* _Task to complete_
How many lines in this data contain the string "Deserialize"? Reply with the number only.

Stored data

Content starts

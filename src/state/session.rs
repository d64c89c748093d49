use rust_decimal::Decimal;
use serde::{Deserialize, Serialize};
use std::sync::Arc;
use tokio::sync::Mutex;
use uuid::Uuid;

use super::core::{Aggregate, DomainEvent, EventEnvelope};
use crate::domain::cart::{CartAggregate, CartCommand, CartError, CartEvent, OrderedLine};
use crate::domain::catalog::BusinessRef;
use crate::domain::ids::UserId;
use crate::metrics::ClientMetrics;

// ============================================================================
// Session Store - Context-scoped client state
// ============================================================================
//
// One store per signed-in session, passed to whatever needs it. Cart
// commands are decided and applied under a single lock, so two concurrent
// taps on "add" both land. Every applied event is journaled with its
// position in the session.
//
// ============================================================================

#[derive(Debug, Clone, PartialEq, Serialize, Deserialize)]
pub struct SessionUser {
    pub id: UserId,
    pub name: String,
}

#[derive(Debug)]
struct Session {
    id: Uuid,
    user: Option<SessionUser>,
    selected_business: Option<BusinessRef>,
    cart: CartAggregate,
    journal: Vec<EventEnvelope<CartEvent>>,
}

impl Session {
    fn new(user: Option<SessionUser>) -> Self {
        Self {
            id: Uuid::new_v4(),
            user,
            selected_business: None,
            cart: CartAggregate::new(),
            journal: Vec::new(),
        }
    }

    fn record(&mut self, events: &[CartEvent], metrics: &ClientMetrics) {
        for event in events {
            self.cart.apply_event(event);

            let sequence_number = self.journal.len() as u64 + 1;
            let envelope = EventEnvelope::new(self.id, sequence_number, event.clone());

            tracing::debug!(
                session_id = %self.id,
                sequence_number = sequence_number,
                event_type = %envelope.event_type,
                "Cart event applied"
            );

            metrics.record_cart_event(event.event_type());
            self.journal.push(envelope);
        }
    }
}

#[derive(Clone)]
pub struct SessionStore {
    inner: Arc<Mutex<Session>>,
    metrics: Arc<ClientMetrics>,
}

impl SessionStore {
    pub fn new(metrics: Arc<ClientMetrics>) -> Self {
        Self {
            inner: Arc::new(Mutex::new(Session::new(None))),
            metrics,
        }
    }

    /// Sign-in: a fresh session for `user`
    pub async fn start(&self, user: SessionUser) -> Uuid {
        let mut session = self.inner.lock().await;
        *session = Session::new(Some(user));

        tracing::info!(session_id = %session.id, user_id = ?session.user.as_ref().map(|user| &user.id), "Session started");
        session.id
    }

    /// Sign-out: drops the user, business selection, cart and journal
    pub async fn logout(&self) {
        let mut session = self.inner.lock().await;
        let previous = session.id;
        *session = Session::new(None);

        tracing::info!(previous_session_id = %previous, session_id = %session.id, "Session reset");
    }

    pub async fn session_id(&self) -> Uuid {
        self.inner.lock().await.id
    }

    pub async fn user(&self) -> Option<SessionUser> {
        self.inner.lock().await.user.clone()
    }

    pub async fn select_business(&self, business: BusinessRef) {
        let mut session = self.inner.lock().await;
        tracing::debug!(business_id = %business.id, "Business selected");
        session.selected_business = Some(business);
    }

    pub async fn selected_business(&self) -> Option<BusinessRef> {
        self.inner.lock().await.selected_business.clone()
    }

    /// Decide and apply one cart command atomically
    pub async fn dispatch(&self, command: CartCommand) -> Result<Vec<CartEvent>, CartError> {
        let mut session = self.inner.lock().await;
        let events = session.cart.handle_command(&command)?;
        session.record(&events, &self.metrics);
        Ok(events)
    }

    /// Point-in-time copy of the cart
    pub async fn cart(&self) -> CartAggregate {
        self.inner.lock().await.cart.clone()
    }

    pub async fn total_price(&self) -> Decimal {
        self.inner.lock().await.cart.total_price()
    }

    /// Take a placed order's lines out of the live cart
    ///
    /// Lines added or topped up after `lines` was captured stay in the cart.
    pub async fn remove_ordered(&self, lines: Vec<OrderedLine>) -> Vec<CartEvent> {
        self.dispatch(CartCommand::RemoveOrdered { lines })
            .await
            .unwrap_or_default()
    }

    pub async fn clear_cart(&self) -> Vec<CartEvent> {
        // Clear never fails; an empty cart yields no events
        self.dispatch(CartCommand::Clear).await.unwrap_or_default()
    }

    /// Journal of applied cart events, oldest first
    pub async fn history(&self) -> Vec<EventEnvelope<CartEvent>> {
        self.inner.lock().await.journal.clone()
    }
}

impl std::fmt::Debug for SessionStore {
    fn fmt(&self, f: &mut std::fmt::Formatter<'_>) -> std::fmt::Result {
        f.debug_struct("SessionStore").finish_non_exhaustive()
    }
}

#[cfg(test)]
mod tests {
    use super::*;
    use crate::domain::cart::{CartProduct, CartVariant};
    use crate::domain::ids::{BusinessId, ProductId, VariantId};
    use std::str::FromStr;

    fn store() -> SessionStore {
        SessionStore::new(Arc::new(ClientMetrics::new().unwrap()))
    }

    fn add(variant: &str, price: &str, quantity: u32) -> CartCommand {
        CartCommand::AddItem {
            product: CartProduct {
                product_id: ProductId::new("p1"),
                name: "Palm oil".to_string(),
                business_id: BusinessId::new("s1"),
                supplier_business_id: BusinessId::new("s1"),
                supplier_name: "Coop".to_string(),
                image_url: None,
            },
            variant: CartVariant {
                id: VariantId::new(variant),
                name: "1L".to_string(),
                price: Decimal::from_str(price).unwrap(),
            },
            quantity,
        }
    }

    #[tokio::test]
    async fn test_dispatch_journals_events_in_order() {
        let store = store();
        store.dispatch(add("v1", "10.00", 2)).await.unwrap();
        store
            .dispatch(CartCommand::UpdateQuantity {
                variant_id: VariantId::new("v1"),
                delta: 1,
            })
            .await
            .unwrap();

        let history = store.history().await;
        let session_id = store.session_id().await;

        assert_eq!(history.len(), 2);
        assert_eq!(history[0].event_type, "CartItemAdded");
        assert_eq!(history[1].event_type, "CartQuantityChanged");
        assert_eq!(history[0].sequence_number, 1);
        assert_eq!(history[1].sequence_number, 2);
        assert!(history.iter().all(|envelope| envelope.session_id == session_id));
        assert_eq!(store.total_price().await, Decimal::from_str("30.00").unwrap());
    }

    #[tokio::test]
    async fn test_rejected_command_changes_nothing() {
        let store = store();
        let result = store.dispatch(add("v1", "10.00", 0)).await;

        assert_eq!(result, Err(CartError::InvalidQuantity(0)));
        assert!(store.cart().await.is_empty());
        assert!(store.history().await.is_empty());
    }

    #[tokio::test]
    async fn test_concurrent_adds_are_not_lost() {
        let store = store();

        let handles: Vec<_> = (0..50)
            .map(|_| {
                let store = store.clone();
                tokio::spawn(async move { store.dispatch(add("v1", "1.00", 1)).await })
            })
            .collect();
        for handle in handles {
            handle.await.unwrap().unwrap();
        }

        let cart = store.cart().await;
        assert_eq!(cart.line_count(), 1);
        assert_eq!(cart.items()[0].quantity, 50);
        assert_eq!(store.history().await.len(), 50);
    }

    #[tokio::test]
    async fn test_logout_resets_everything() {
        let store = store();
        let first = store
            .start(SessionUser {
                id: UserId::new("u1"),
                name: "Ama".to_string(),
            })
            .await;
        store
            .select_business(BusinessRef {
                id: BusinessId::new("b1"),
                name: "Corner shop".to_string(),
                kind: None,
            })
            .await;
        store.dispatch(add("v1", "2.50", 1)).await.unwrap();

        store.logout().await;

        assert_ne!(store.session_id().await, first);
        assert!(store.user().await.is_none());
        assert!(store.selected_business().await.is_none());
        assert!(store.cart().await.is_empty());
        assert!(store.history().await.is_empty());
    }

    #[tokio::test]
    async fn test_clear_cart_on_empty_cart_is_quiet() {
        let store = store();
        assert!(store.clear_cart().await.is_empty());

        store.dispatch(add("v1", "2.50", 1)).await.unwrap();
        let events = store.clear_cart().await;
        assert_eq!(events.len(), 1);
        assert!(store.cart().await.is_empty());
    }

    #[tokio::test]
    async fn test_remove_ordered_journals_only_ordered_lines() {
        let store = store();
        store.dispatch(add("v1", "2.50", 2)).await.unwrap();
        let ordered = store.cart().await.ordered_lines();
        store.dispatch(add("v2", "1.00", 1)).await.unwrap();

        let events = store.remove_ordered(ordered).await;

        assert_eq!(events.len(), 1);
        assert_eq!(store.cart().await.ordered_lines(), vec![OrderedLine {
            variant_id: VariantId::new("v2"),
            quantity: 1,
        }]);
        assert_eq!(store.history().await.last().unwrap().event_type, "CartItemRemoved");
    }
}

Content ends
Content starts

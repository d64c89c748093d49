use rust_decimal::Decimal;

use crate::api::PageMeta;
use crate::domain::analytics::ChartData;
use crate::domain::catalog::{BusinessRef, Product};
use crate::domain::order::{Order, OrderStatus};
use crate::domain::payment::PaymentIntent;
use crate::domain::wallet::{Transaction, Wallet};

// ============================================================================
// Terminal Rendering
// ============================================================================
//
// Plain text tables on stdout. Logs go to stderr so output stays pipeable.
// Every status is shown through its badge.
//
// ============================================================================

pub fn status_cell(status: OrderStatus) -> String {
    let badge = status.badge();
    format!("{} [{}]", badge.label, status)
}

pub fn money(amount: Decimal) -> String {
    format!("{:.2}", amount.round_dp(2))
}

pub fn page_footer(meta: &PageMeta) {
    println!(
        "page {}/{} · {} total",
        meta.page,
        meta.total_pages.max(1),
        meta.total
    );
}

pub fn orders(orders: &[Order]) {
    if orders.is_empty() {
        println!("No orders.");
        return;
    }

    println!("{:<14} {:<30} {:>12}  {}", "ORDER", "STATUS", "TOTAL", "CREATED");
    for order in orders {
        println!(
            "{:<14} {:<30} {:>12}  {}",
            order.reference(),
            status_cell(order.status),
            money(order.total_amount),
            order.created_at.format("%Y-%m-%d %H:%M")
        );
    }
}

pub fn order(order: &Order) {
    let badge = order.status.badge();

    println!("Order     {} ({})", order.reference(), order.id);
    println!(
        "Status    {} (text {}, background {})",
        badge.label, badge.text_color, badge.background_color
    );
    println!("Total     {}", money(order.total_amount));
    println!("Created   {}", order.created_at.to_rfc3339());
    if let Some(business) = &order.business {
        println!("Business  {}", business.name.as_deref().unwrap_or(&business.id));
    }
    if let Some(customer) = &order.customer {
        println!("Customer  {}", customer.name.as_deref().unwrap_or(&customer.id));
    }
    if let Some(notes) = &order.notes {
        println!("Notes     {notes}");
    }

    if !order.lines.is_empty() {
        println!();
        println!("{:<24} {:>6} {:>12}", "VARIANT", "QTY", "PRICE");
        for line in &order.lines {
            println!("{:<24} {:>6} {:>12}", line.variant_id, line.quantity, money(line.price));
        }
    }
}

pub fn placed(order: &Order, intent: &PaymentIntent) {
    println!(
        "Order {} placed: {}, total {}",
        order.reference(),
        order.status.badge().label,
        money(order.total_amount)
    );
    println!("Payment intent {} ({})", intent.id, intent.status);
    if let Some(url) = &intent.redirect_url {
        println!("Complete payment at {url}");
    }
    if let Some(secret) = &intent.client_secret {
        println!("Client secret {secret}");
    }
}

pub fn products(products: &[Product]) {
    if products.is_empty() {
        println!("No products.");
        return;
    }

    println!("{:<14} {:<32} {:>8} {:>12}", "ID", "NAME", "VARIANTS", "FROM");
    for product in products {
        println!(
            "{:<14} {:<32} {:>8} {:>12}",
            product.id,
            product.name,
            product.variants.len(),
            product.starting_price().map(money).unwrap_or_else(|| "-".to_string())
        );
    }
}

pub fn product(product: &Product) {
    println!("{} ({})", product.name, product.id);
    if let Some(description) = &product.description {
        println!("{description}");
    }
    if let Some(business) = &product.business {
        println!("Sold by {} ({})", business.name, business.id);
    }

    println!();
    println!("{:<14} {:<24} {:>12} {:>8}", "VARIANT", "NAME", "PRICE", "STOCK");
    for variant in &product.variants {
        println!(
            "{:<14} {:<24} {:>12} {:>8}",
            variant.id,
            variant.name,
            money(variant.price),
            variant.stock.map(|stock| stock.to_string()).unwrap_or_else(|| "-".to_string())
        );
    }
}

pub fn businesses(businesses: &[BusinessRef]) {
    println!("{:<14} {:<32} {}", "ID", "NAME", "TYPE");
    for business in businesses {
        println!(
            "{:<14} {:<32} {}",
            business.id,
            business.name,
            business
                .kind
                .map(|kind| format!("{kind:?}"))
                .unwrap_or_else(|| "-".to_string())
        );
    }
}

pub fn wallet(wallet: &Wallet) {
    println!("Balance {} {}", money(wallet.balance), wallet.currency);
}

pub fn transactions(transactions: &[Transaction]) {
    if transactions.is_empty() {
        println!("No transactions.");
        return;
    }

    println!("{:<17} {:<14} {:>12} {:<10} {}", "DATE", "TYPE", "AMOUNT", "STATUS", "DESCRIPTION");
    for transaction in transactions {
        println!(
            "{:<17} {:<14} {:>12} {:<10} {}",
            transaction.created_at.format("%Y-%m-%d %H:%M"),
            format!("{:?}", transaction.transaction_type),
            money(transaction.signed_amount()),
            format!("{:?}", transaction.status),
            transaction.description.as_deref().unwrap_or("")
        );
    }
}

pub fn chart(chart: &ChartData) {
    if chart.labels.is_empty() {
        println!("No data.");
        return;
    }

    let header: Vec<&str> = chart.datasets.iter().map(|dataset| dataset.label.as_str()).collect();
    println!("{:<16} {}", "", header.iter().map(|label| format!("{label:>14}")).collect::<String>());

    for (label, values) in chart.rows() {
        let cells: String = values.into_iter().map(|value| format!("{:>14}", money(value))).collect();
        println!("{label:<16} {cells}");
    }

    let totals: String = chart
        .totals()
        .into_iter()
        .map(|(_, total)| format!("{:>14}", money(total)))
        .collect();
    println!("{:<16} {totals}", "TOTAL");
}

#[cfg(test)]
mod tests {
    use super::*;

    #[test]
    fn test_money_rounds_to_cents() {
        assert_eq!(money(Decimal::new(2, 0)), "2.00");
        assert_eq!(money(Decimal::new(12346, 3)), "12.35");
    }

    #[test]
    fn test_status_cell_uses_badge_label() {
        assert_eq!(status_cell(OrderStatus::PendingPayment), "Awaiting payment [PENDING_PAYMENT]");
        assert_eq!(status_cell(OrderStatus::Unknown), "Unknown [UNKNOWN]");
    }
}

Content ends

* _Your response_
2